# [Available data]
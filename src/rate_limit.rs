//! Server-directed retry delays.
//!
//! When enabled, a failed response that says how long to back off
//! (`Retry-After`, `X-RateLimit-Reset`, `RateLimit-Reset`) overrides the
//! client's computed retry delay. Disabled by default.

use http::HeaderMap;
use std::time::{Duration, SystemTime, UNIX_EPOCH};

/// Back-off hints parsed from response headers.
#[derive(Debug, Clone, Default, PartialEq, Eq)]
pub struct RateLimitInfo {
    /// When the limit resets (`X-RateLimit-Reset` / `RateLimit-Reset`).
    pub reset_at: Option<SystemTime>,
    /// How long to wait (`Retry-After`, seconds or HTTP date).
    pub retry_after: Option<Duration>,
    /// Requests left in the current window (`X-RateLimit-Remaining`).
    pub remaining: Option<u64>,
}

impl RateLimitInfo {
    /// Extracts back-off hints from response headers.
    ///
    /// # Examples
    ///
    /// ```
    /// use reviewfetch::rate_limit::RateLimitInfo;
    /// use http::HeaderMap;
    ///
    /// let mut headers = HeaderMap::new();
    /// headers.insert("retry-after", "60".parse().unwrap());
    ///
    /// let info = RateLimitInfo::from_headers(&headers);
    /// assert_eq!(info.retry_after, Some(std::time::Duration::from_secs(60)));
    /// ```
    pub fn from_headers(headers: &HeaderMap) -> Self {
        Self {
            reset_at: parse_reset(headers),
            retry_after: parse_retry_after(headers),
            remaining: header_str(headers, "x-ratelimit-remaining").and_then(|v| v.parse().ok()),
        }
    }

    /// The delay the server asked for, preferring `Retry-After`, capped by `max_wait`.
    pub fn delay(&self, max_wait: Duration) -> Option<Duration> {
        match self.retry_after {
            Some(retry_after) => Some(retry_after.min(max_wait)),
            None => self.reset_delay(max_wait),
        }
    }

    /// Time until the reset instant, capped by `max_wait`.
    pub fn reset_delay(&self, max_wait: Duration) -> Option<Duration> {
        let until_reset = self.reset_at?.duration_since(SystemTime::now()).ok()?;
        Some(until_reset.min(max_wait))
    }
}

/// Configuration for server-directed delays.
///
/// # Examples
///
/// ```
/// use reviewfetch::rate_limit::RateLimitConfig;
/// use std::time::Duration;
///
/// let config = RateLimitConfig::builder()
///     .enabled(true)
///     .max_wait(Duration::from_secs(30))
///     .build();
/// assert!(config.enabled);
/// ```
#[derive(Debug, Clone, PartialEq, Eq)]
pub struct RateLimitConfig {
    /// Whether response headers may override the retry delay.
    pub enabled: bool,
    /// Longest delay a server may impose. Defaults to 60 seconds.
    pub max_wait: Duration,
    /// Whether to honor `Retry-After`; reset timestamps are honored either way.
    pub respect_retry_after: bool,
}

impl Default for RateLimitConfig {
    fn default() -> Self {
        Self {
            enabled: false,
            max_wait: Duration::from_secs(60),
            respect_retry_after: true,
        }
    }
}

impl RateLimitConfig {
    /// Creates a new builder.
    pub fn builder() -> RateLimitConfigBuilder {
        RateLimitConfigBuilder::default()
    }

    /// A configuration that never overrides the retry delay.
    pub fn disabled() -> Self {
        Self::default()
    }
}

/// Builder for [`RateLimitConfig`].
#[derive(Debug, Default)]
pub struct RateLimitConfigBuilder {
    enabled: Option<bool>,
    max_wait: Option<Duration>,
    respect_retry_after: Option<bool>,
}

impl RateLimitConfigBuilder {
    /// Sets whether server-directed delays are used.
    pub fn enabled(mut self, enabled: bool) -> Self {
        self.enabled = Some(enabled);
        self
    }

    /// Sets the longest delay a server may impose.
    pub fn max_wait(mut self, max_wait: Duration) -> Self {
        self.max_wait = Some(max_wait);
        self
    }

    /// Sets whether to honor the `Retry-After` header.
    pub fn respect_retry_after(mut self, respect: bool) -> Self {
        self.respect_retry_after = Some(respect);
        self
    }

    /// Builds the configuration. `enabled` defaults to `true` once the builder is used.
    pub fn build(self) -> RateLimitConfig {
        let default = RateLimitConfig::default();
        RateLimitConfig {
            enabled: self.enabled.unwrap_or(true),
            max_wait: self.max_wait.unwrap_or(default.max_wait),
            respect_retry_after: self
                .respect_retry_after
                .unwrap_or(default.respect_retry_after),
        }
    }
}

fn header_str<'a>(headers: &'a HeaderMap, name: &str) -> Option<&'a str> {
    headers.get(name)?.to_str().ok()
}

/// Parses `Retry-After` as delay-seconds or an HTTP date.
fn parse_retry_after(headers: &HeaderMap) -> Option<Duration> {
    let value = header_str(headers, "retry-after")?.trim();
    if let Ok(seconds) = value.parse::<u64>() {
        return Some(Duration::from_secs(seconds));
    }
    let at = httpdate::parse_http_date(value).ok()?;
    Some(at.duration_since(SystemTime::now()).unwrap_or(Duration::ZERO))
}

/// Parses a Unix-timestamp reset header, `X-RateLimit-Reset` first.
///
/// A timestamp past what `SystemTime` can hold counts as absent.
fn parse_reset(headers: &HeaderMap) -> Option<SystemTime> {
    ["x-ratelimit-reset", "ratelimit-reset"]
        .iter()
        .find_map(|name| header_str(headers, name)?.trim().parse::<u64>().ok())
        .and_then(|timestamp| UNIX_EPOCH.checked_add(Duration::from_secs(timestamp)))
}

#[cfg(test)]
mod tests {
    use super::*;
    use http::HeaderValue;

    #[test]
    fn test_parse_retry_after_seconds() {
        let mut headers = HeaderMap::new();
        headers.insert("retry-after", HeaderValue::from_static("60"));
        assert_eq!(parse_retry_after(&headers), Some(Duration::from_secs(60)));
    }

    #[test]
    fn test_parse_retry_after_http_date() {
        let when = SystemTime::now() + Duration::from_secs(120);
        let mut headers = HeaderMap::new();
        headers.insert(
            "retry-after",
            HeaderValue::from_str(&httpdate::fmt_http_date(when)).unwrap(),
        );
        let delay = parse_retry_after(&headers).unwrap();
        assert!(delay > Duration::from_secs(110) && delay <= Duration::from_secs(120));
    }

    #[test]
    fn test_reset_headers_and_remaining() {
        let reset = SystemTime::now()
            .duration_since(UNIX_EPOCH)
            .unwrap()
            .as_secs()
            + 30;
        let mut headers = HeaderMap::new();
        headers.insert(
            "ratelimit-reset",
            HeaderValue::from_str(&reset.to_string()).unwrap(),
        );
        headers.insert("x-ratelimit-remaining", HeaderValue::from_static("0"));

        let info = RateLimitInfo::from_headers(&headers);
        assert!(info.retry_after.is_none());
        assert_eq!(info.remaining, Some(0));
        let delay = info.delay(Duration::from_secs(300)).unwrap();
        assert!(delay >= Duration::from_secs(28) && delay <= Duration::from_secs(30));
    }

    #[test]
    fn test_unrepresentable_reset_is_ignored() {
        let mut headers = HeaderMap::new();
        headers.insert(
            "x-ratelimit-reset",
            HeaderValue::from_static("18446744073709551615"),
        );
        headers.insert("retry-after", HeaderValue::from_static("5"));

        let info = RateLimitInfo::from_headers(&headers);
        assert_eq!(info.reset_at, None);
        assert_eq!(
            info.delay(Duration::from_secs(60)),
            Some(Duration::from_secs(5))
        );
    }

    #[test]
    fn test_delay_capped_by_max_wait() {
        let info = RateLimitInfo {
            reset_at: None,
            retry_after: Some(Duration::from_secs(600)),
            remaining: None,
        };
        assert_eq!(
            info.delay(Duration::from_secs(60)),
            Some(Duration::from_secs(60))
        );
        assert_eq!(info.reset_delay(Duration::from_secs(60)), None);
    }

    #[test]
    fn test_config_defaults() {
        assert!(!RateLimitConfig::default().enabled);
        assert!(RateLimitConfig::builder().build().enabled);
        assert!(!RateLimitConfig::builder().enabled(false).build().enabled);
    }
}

---

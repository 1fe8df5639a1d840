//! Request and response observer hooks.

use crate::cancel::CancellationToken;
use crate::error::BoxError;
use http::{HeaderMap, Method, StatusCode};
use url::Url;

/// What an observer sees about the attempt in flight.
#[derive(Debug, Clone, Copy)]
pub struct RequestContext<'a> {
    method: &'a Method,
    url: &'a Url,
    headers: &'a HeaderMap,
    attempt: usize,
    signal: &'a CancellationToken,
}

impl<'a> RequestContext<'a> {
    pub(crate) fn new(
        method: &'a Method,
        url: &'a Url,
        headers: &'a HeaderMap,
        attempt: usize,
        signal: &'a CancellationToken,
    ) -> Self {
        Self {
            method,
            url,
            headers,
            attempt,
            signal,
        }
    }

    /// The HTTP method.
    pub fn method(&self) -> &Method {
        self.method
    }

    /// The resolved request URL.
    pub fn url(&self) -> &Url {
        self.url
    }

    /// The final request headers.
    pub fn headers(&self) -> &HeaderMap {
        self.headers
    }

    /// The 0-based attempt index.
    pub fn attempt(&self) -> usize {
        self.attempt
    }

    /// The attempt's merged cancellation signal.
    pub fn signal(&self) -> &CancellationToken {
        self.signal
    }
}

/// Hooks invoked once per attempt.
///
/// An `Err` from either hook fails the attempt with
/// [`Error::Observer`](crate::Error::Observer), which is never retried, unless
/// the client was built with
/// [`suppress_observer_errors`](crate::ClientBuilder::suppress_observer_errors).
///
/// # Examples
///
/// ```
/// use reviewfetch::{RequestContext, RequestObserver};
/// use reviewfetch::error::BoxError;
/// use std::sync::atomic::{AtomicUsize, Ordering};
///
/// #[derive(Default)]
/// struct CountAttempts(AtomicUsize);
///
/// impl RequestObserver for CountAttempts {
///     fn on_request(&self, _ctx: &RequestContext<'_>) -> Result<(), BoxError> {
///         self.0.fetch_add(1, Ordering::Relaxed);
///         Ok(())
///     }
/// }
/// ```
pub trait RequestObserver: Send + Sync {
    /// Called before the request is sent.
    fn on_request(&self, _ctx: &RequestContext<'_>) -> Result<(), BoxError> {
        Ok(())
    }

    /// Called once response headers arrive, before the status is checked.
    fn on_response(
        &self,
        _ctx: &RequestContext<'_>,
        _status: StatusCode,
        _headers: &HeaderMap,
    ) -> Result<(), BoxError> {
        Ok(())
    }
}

* * *

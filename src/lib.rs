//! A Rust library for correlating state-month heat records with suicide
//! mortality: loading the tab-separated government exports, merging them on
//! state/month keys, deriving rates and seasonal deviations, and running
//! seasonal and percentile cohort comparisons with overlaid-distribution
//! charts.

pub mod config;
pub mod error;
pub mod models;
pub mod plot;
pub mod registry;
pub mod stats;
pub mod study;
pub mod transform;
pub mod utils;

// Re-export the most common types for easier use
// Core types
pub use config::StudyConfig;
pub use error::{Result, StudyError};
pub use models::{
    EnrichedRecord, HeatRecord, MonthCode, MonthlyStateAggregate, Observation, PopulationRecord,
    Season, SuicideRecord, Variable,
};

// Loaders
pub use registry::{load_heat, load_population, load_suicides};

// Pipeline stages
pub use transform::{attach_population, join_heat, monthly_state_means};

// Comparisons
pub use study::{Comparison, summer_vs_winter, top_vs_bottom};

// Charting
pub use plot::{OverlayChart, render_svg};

# [Your objective]
Set down, exactly as they stand above, the lines starting with the line with "use super::*;" and going on through the line with "let when = SystemTime::now()", and no others.

# [Answer below]
    use super::*;
    use http::HeaderValue;

    #[test]
    fn test_parse_retry_after_seconds() {
        let mut headers = HeaderMap::new();
        headers.insert("retry-after", HeaderValue::from_static("60"));
        assert_eq!(parse_retry_after(&headers), Some(Duration::from_secs(60)));
    }

    #[test]
    fn test_parse_retry_after_http_date() {
        let when = SystemTime::now() + Duration::from_secs(120);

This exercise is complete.